_Problem to work on_. For the entries that follow, tally the lines holding the string "true". Give the total and nothing else.

_Supplied data_.
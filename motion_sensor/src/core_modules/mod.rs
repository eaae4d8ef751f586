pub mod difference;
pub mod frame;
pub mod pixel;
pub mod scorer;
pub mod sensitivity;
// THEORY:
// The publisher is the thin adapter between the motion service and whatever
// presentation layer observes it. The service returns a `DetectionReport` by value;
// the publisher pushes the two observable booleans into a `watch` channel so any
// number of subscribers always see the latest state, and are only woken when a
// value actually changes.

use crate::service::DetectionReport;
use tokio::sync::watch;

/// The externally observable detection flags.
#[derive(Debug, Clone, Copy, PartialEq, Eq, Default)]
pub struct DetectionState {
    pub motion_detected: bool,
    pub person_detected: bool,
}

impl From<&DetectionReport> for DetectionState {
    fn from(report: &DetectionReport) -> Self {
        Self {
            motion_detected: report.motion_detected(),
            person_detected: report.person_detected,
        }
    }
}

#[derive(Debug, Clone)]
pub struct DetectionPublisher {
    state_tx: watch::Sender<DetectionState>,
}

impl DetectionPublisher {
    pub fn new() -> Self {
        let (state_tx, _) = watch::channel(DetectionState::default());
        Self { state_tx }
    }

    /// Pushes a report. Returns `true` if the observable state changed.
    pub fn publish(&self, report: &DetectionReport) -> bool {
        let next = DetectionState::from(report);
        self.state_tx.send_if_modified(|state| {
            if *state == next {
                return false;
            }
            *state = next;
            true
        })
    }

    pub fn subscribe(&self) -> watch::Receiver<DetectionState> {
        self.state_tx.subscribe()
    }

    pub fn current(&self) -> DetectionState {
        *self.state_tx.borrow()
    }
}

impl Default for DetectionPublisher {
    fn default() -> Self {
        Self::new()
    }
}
...
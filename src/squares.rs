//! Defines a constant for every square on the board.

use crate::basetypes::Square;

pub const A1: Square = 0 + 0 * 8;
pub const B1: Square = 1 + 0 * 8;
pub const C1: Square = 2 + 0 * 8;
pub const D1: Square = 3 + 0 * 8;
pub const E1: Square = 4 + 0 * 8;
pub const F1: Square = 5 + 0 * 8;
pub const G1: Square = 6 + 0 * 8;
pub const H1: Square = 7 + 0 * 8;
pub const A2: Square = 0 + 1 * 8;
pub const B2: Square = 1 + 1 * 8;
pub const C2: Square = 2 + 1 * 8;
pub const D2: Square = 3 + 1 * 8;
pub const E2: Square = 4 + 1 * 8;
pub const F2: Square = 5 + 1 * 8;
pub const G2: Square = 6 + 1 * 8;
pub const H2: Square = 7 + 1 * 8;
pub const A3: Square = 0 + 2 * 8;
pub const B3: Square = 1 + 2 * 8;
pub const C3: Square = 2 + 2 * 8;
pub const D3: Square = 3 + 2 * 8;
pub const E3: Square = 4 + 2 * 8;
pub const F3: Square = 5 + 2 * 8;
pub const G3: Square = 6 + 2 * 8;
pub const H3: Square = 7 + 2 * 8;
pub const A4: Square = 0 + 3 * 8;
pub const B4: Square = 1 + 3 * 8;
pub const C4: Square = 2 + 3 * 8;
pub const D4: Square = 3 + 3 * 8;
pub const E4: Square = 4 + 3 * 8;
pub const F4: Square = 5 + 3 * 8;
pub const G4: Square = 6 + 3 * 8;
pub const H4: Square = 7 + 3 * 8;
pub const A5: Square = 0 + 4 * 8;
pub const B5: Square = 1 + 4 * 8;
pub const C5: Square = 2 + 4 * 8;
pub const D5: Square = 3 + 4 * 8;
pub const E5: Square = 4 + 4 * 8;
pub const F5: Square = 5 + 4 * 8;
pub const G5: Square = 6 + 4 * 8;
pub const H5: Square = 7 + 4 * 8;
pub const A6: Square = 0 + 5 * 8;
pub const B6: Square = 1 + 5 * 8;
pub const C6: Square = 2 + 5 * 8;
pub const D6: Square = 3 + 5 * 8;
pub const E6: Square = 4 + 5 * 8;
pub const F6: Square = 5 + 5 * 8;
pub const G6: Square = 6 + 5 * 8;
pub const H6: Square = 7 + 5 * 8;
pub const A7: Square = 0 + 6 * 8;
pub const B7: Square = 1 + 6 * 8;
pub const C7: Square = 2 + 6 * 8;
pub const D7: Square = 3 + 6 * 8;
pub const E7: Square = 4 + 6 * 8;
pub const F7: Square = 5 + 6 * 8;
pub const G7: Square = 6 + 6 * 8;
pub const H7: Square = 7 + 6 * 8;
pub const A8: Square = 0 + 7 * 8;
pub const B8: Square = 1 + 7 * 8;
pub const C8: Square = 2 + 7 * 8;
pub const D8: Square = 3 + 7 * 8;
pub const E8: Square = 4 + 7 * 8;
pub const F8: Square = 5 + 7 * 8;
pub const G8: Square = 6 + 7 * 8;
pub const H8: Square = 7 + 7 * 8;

_Task solution_. 2